Dataset entries
---+---

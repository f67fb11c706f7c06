use crate::domain::{DeviceResolver, DispatchCoordinator, MeasurementConfig, MeasurementMapper};
use crate::mqtt::{parse_topic, ParsedTopic};
use common::domain::{
    ContextBrokerClient, DeviceRegistry, DomainError, DomainResult, UpdateRequest,
};
use std::sync::Arc;
use tracing::{debug, instrument, warn};
use ultralight::{MeasurementGroup, PayloadError, UltralightDecoder};

/// Outcome of one measure message
#[derive(Debug, Clone, Copy, Default, PartialEq, Eq)]
pub struct MessageReport {
    /// Measure groups found in the payload, well-formed or not
    pub groups: usize,
    pub dispatched: usize,
    /// Groups that failed to decode, map or dispatch
    pub failed: usize,
}

/// Measure pipeline: topic, device, decode, map, dispatch
pub struct MeasurementService {
    resolver: DeviceResolver,
    decoder: UltralightDecoder,
    mapper: MeasurementMapper,
    coordinator: DispatchCoordinator,
}

impl MeasurementService {
    pub fn new(
        registry: Arc<dyn DeviceRegistry>,
        broker: Arc<dyn ContextBrokerClient>,
        config: MeasurementConfig,
    ) -> Self {
        Self {
            resolver: DeviceResolver::new(registry, config.default_entity_type.clone()),
            decoder: UltralightDecoder::new(),
            mapper: MeasurementMapper::new(&config),
            coordinator: DispatchCoordinator::new(broker, config.timestamp),
        }
    }

    /// Process a raw measure publication.
    ///
    /// Errors are returned only when the message as a whole cannot be
    /// handled (bad topic, unknown device, or an unusable single-attribute
    /// value); failures of single groups are counted in the report.
    pub async fn process_message(&self, topic: &str, payload: &[u8]) -> DomainResult<MessageReport> {
        let parsed = parse_topic(topic)?;
        self.process(&parsed, payload).await
    }

    #[instrument(
        name = "process_measure",
        skip_all,
        fields(
            api_key = %topic.api_key,
            device_id = %topic.device_id,
            attribute = topic.attribute.as_deref(),
        )
    )]
    pub async fn process(&self, topic: &ParsedTopic, payload: &[u8]) -> DomainResult<MessageReport> {
        let device = self.resolver.resolve(topic).await?;
        let groups = self.decode(topic, payload)?;

        let mut report = MessageReport {
            groups: groups.len(),
            ..MessageReport::default()
        };

        let mut requests: Vec<UpdateRequest> = Vec::with_capacity(groups.len());
        for (index, group) in groups.into_iter().enumerate() {
            let mapped = group
                .map_err(DomainError::from)
                .and_then(|group| self.mapper.map(&group, &device));

            match mapped {
                Ok(mapped) => requests.push(self.coordinator.build_request(&device, mapped)),
                Err(e) => {
                    warn!(group = index, error = %e, "skipping measure group");
                    report.failed += 1;
                }
            }
        }

        for result in self.coordinator.dispatch_all(&requests).await {
            match result {
                Ok(()) => report.dispatched += 1,
                Err(_) => report.failed += 1,
            }
        }

        debug!(
            groups = report.groups,
            dispatched = report.dispatched,
            failed = report.failed,
            "measure message processed"
        );

        Ok(report)
    }

    /// The single-attribute topic form carries one raw value, never split
    fn decode(
        &self,
        topic: &ParsedTopic,
        payload: &[u8],
    ) -> DomainResult<Vec<ultralight::Result<MeasurementGroup>>> {
        let Some(attribute) = &topic.attribute else {
            return Ok(self.decoder.decode_bytes(payload));
        };

        let value = std::str::from_utf8(payload).map_err(|_| PayloadError::InvalidEncoding)?;
        if value.is_empty() {
            return Err(PayloadError::EmptyPayload.into());
        }
        Ok(vec![Ok(MeasurementGroup::single(attribute.as_str(), value))])
    }
}
pub mod domain;
pub mod mqtt;
pub mod mqtt_binding;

---+---

**EXERCISE DIRECTIONS:**
Search the records for the string "MeasurementService", and copy every line that holds it.

**REPLY TO THE EXERCISE:**
pub struct MeasurementService {
impl MeasurementService {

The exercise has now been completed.